For additional information on interest expense, see note 8, “Borrowings,” to the Consolidated Financial Statements.
Debt-to-Equity
The debt-to-equity ratio as reported in the following table is the ratio of total debt to total member’s interest.
| | | | | |
| | At June 30, | | At December 31, |
|
|
| 2020 |
| 2019 | |
Debt-to-equity ratio* |
| 8.9 | x | 9.0 | x |
* | The debt-to-equity ratio is calculated by dividing the total amount of debt outstanding by the total amount of member’s interest in the company at the end of the reporting period presented. |
The company’s debt-to-equity ratio was 8.9 to 1 at June 30, 2020, as compared to the debt-to-equity ratio of 9 to 1 at December 31, 2019. Total member’s interest of $2,343 million declined by $342 million, or 12.8 percent, while total debt of $20,865 million, decreased by $3,230 million, or 13.4 percent. The debt-to-equity ratio may vary based on several factors, including differences between management’s expectations and actual results of operations.
Looking Forward
In 2017, IBM Global Financing’s legal entity structure was reorganized globally to consolidate Client Financing and Commercial Financing under IBM Credit which drives operational benefits. The company has access to the short- and long-term debt markets as an issuer in the capital markets and as a borrower from IBM. In 2020, the company made distributions to IBM of $411 million. The company will continue to target a debt-to-equity ratio of 9 to 1. The company’s actual debt-to-equity ratio may vary based on several factors, including differences between management’s expectations and actual results of operations. The future amount of total debt and contributions from and distributions to IBM may vary as the company continues to manage leverage to the targeted debt-to-equity ratio. Absent other funding alternatives, a protracted period where the company or IBM could not access the capital markets would likely lead to a slowdown in originations. Financing originations, which determine the asset base of the company’s annuity-like business, are also dependent upon the demand for IT products and services as well as client participation rates.

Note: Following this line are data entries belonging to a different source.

use super::dtw::DtwAlignment;
use crate::types::AlignmentStep;

/// Turn a DTW warping path into classified steps.
///
/// The first cell is a match. After that, a move along both axes is a match,
/// a move along the reference only is a miss, and a move along the incoming
/// sequence only is an extra.
pub fn classify_dtw_path<R, I>(
    reference: &[R],
    incoming: &[I],
    alignment: &DtwAlignment,
) -> Vec<AlignmentStep<R, I>>
where
    R: Clone,
    I: Clone,
{
    let Some(&(i0, j0)) = alignment.path.first() else {
        return Vec::new();
    };
    let matrix = &alignment.matrix;
    let mut steps = Vec::with_capacity(alignment.path.len());
    steps.push(AlignmentStep::Match {
        expected: reference[i0].clone(),
        got: incoming[j0].clone(),
        cost: matrix.get(i0, j0),
        similarity: None,
    });

    for pair in alignment.path.windows(2) {
        let (prev_i, prev_j) = pair[0];
        let (i, j) = pair[1];
        let cost = matrix.get(i, j);
        let step = match (i > prev_i, j > prev_j) {
            (true, true) => AlignmentStep::Match {
                expected: reference[i].clone(),
                got: incoming[j].clone(),
                cost,
                similarity: None,
            },
            (true, false) => AlignmentStep::Miss {
                expected: reference[i].clone(),
                cost,
            },
            _ => AlignmentStep::Extra {
                got: incoming[j].clone(),
                cost,
            },
        };
        steps.push(step);
    }
    steps
}

/// Reference elements in step order, skipping extras.
pub fn expected_sequence<R: Clone, I>(steps: &[AlignmentStep<R, I>]) -> Vec<R> {
    steps.iter().filter_map(|s| s.expected().cloned()).collect()
}

/// Incoming elements in step order, skipping misses.
pub fn got_sequence<R, I: Clone>(steps: &[AlignmentStep<R, I>]) -> Vec<I> {
    steps.iter().filter_map(|s| s.got().cloned()).collect()
}

#[cfg(test)]
mod tests {
    use super::*;
    use crate::alignment::dtw::dtw;
    use crate::types::StepKind;

    fn abs_diff(a: &i32, b: &i32) -> f64 {
        (a - b).abs() as f64
    }

    #[test]
    fn numeric_example_has_one_miss_for_unheard_value() {
        let reference = [0, 10, 20, 30, 40];
        let incoming = [0, 0, 10, 30, 40, 40];
        let alignment = dtw(&reference, &incoming, 0.0, abs_diff);
        let steps = classify_dtw_path(&reference, &incoming, &alignment);

        let misses: Vec<i32> = steps
            .iter()
            .filter(|s| s.kind() == StepKind::Miss)
            .filter_map(|s| s.expected().copied())
            .collect();
        assert_eq!(misses, vec![20]);

        for step in &steps {
            if let AlignmentStep::Match { expected, got, .. } = step {
                assert_eq!(expected, got);
            }
        }
        let matches = steps.iter().filter(|s| s.kind() == StepKind::Match).count();
        assert_eq!(matches, 4);
    }

    #[test]
    fn dtw_steps_round_trip() {
        let reference = [1, 5, 9, 9, 2];
        let incoming = [1, 1, 9, 3, 2, 2, 7];
        let alignment = dtw(&reference, &incoming, 0.0, abs_diff);
        let steps = classify_dtw_path(&reference, &incoming, &alignment);
        assert_eq!(expected_sequence(&steps), reference);
        assert_eq!(got_sequence(&steps), incoming);
    }

    #[test]
    fn empty_path_gives_no_steps() {
        let empty: [i32; 0] = [];
        let alignment = dtw(&empty, &[1], 0.0, abs_diff);
        assert!(classify_dtw_path(&empty, &[1], &alignment).is_empty());
    }
}
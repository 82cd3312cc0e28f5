//! Canonical home directory resolution for agent-ctl.
//!
//! Single source of truth for locating `${ACTL_HOME}` across all agent-ctl
//! crates. Supports custom deployments and testing via the `ACTL_HOME`
//! environment variable.
//!
//! # Precedence
//!
//! 1. `ACTL_HOME` environment variable (if set and non-empty)
//! 2. `dirs::home_dir()` platform default

use anyhow::{Context, Result};
use std::path::PathBuf;

/// Get the home directory for agent-ctl operations.
///
/// # Errors
///
/// Returns an error if `ACTL_HOME` is unset and the platform home directory
/// cannot be determined.
pub fn get_home_dir() -> Result<PathBuf> {
    // ACTL_HOME first (useful for testing and custom deployments)
    if let Ok(home) = std::env::var("ACTL_HOME") {
        let trimmed = home.trim();
        if !trimmed.is_empty() {
            return Ok(PathBuf::from(trimmed));
        }
    }
    dirs::home_dir().context("Could not determine home directory")
}

/// Directory holding the receiver socket, PID file, and default roster.
pub fn control_dir() -> Result<PathBuf> {
    Ok(get_home_dir()?.join(".actl"))
}

#[cfg(test)]
mod tests {
    use super::*;
    use serial_test::serial;
    use std::env;

    #[test]
    #[serial]
    fn actl_home_overrides_platform_default() {
        let original = env::var("ACTL_HOME").ok();
        unsafe { env::set_var("ACTL_HOME", "/custom/home") };

        assert_eq!(get_home_dir().unwrap(), PathBuf::from("/custom/home"));
        assert_eq!(control_dir().unwrap(), PathBuf::from("/custom/home/.actl"));

        unsafe {
            match original {
                Some(v) => env::set_var("ACTL_HOME", v),
                None => env::remove_var("ACTL_HOME"),
            }
        }
    }

    #[test]
    #[serial]
    fn empty_actl_home_falls_back_to_platform_default() {
        let original = env::var("ACTL_HOME").ok();
        unsafe { env::set_var("ACTL_HOME", "  ") };

        assert_eq!(get_home_dir().unwrap(), dirs::home_dir().unwrap());

        unsafe {
            match original {
                Some(v) => env::set_var("ACTL_HOME", v),
                None => env::remove_var("ACTL_HOME"),
            }
        }
    }

    #[test]
    #[serial]
    fn whitespace_is_trimmed() {
        let original = env::var("ACTL_HOME").ok();
        unsafe { env::set_var("ACTL_HOME", "  /custom/home  ") };

        assert_eq!(get_home_dir().unwrap(), PathBuf::from("/custom/home"));

        unsafe {
            match original {
                Some(v) => env::set_var("ACTL_HOME", v),
                None => env::remove_var("ACTL_HOME"),
            }
        }
    }
}
//! Control protocol message types for live agent stdin/interrupt actions.
//!
//! These payload types are carried inside the socket envelope (`command:
//! "control"`). They are versioned independently from the socket framing
//! protocol via the `v` field.

use serde::{Deserialize, Serialize};

/// Socket framing protocol version (the envelope `version` field).
pub const PROTOCOL_VERSION: u32 = 1;

/// Current control payload schema version (the message `v` field).
pub const CONTROL_SCHEMA_VERSION: u32 = 1;

/// Transport wrapper for one request or response line on the socket.
///
/// `version` governs socket framing and is checked before the payload is
/// looked at; the payload carries its own `v` schema version.
#[derive(Debug, Clone, Serialize, Deserialize)]
pub struct ControlEnvelope {
    pub version: u32,
    /// Envelope-level correlation id echoed back in the response line.
    pub request_id: String,
    /// Always `"control"` for this protocol.
    pub command: String,
    /// The [`ControlMessage`], kept as raw JSON so malformed payloads can
    /// still be answered with a `rejected` ack carrying whatever correlation
    /// fields are recoverable.
    pub payload: serde_json::Value,
}

/// One control payload, tagged by the wire `type` field.
#[derive(Debug, Clone, Serialize, Deserialize, PartialEq)]
#[serde(tag = "type")]
pub enum ControlMessage {
    #[serde(rename = "control.stdin.request")]
    StdinRequest(StdinRequest),
    #[serde(rename = "control.interrupt.request")]
    InterruptRequest(InterruptRequest),
    #[serde(rename = "control.stdin.ack")]
    StdinAck(ControlAck),
    #[serde(rename = "control.interrupt.ack")]
    InterruptAck(ControlAck),
}

/// Request to inject text into a live worker session's input stream.
#[derive(Debug, Clone, Serialize, Deserialize, PartialEq)]
pub struct StdinRequest {
    /// Control schema version.
    pub v: u32,
    /// Sender-chosen idempotency key, reused verbatim on retries.
    pub request_id: String,
    /// Team namespace.
    pub team: String,
    /// Owning session identifier.
    pub session_id: String,
    /// Target worker identifier.
    pub agent_id: String,
    /// Sender identity.
    pub sender: String,
    /// RFC3339 UTC timestamp from the sender.
    pub sent_at: String,
    /// Inline UTF-8 payload. Exactly one of `content` / `content_ref` must
    /// be present.
    #[serde(skip_serializing_if = "Option::is_none")]
    pub content: Option<String>,
    /// Out-of-band file reference for oversized payloads.
    #[serde(skip_serializing_if = "Option::is_none")]
    pub content_ref: Option<ContentRef>,
    #[serde(skip_serializing_if = "Option::is_none")]
    pub content_encoding: Option<String>,
    #[serde(skip_serializing_if = "Option::is_none")]
    pub content_preview: Option<String>,
    /// Advisory flag; the receiver records it in audit metadata but only a
    /// standalone interrupt request triggers interrupt execution.
    #[serde(skip_serializing_if = "Option::is_none")]
    pub interrupt: Option<bool>,
    #[serde(skip_serializing_if = "Option::is_none")]
    pub meta: Option<serde_json::Value>,
}

/// Request to deliver an interrupt signal to a live worker session.
#[derive(Debug, Clone, Serialize, Deserialize, PartialEq)]
pub struct InterruptRequest {
    pub v: u32,
    pub request_id: String,
    pub team: String,
    pub session_id: String,
    pub agent_id: String,
    pub sender: String,
    pub sent_at: String,
    /// Must be the literal `"interrupt"`.
    pub signal: String,
    #[serde(skip_serializing_if = "Option::is_none")]
    pub meta: Option<serde_json::Value>,
}

/// Acknowledgement returned by the receiver for every control request.
#[derive(Debug, Clone, Serialize, Deserialize, PartialEq)]
pub struct ControlAck {
    pub v: u32,
    pub request_id: String,
    pub team: String,
    pub session_id: String,
    pub agent_id: String,
    /// RFC3339 UTC timestamp at which the result was decided.
    pub acked_at: String,
    pub result: ResultCode,
    /// `true` when this ack replays a previously stored outcome.
    pub duplicate: bool,
    #[serde(skip_serializing_if = "Option::is_none")]
    pub detail: Option<String>,
    #[serde(skip_serializing_if = "Option::is_none")]
    pub error: Option<String>,
}

/// Result status for control processing.
#[derive(Debug, Clone, Copy, Serialize, Deserialize, PartialEq, Eq)]
#[serde(rename_all = "snake_case")]
pub enum ResultCode {
    Ok,
    NotLive,
    NotFound,
    Busy,
    Timeout,
    Rejected,
    InternalError,
}

impl std::fmt::Display for ResultCode {
    fn fmt(&self, f: &mut std::fmt::Formatter<'_>) -> std::fmt::Result {
        let s = match self {
            Self::Ok => "ok",
            Self::NotLive => "not_live",
            Self::NotFound => "not_found",
            Self::Busy => "busy",
            Self::Timeout => "timeout",
            Self::Rejected => "rejected",
            Self::InternalError => "internal_error",
        };
        write!(f, "{s}")
    }
}

/// File-backed content reference for oversize payloads.
///
/// The receiver verifies declared size and hash against the file before use
/// and never mutates or deletes the referenced file.
#[derive(Debug, Clone, Serialize, Deserialize, PartialEq)]
pub struct ContentRef {
    pub path: String,
    pub size_bytes: u64,
    pub sha256: String,
    pub mime: String,
    #[serde(skip_serializing_if = "Option::is_none")]
    pub expires_at: Option<String>,
}

impl ControlEnvelope {
    /// Build a response envelope echoing the request's correlation id.
    pub fn response(request_id: &str, payload: serde_json::Value) -> Self {
        Self {
            version: PROTOCOL_VERSION,
            request_id: request_id.to_string(),
            command: "control".to_string(),
            payload,
        }
    }
}

#[cfg(test)]
mod tests {
    use super::*;

    fn stdin_request() -> StdinRequest {
        StdinRequest {
            v: CONTROL_SCHEMA_VERSION,
            request_id: "req-1".to_string(),
            team: "ctl-dev".to_string(),
            session_id: "sess-1".to_string(),
            agent_id: "arch-1".to_string(),
            sender: "team-lead".to_string(),
            sent_at: "2026-08-01T00:00:00Z".to_string(),
            content: Some("hello".to_string()),
            content_ref: None,
            content_encoding: None,
            content_preview: None,
            interrupt: None,
            meta: None,
        }
    }

    #[test]
    fn stdin_request_round_trip_uses_wire_type_tag() {
        let msg = ControlMessage::StdinRequest(stdin_request());
        let json = serde_json::to_string(&msg).expect("serialize request");
        assert!(
            json.contains(r#""type":"control.stdin.request""#),
            "wire tag must be control.stdin.request; got: {json}"
        );
        let decoded: ControlMessage = serde_json::from_str(&json).expect("deserialize request");
        assert_eq!(decoded, msg);
    }

    #[test]
    fn optional_fields_are_omitted_when_absent() {
        let msg = ControlMessage::StdinRequest(stdin_request());
        let json = serde_json::to_string(&msg).unwrap();
        assert!(!json.contains("content_ref"));
        assert!(!json.contains("meta"));
        assert!(!json.contains("interrupt"));
    }

    #[test]
    fn interrupt_request_round_trip() {
        let msg = ControlMessage::InterruptRequest(InterruptRequest {
            v: CONTROL_SCHEMA_VERSION,
            request_id: "req-2".to_string(),
            team: "ctl-dev".to_string(),
            session_id: "sess-1".to_string(),
            agent_id: "arch-1".to_string(),
            sender: "team-lead".to_string(),
            sent_at: "2026-08-01T00:00:00Z".to_string(),
            signal: "interrupt".to_string(),
            meta: None,
        });
        let json = serde_json::to_string(&msg).unwrap();
        assert!(json.contains(r#""type":"control.interrupt.request""#));
        let decoded: ControlMessage = serde_json::from_str(&json).unwrap();
        assert_eq!(decoded, msg);
    }

    #[test]
    fn ack_round_trip_with_result_code() {
        let msg = ControlMessage::StdinAck(ControlAck {
            v: CONTROL_SCHEMA_VERSION,
            request_id: "req-3".to_string(),
            team: "ctl-dev".to_string(),
            session_id: "sess-1".to_string(),
            agent_id: "arch-1".to_string(),
            acked_at: "2026-08-01T00:00:01Z".to_string(),
            result: ResultCode::NotLive,
            duplicate: false,
            detail: Some("target session is not live".to_string()),
            error: None,
        });
        let json = serde_json::to_string(&msg).unwrap();
        assert!(json.contains(r#""result":"not_live""#));
        let decoded: ControlMessage = serde_json::from_str(&json).unwrap();
        assert_eq!(decoded, msg);
    }

    #[test]
    fn result_code_serializes_snake_case() {
        let json = serde_json::to_string(&ResultCode::InternalError).unwrap();
        assert_eq!(json, r#""internal_error""#);
        assert_eq!(ResultCode::NotFound.to_string(), "not_found");
    }

    #[test]
    fn content_ref_round_trip() {
        let cref = ContentRef {
            path: "/tmp/input.txt".to_string(),
            size_bytes: 12,
            sha256: "abc123".to_string(),
            mime: "text/plain".to_string(),
            expires_at: Some("2026-08-01T00:10:00Z".to_string()),
        };
        let json = serde_json::to_string(&cref).unwrap();
        let decoded: ContentRef = serde_json::from_str(&json).unwrap();
        assert_eq!(decoded, cref);
    }

    #[test]
    fn envelope_response_echoes_request_id() {
        let env = ControlEnvelope::response("env-7", serde_json::json!({"x": 1}));
        assert_eq!(env.version, PROTOCOL_VERSION);
        assert_eq!(env.request_id, "env-7");
        assert_eq!(env.command, "control");
    }
}
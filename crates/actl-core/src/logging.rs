//! Shared logging initialization for agent-ctl binaries.

use std::sync::OnceLock;

static INIT: OnceLock<()> = OnceLock::new();

fn parse_level() -> tracing::Level {
    match std::env::var("ACTL_LOG")
        .unwrap_or_else(|_| "info".to_string())
        .to_ascii_lowercase()
        .as_str()
    {
        "trace" => tracing::Level::TRACE,
        "debug" => tracing::Level::DEBUG,
        "warn" => tracing::Level::WARN,
        "error" => tracing::Level::ERROR,
        _ => tracing::Level::INFO,
    }
}

/// Initialize process-level tracing output from `ACTL_LOG`.
///
/// Safe to call multiple times; only the first call installs the subscriber.
/// Best-effort and never returns an error.
pub fn init() {
    init_with_level(None);
}

/// Like [`init`], but an explicit `level` takes precedence over `ACTL_LOG`.
/// Used by binaries whose flags (e.g. `--verbose`) override the environment.
pub fn init_with_level(level: Option<tracing::Level>) {
    if INIT.get().is_some() {
        return;
    }
    let level = level.unwrap_or_else(parse_level);
    let _ = tracing_subscriber::fmt()
        .with_max_level(level)
        .with_target(false)
        .try_init();
    let _ = INIT.set(());
}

The company’s financial position provides flexibility and funding capacity which enables the company to be well positioned in the current environment. As a captive finance company, the company’s financing assets result primarily from the financing of IBM products and services. Substantially all of the company’s financing assets are IT-related, which provide a stable base of business. The company’s financing offerings are competitive and available to clients as a result of factors including the company’s borrowing cost, financing incentive programs and access to the capital markets.
In 2019, the company wound down the OEM IT portion of its Commercial Financing operations and continues to provide differentiated end-to-end financing solutions, including commercial financing in support of IBM partner relationships.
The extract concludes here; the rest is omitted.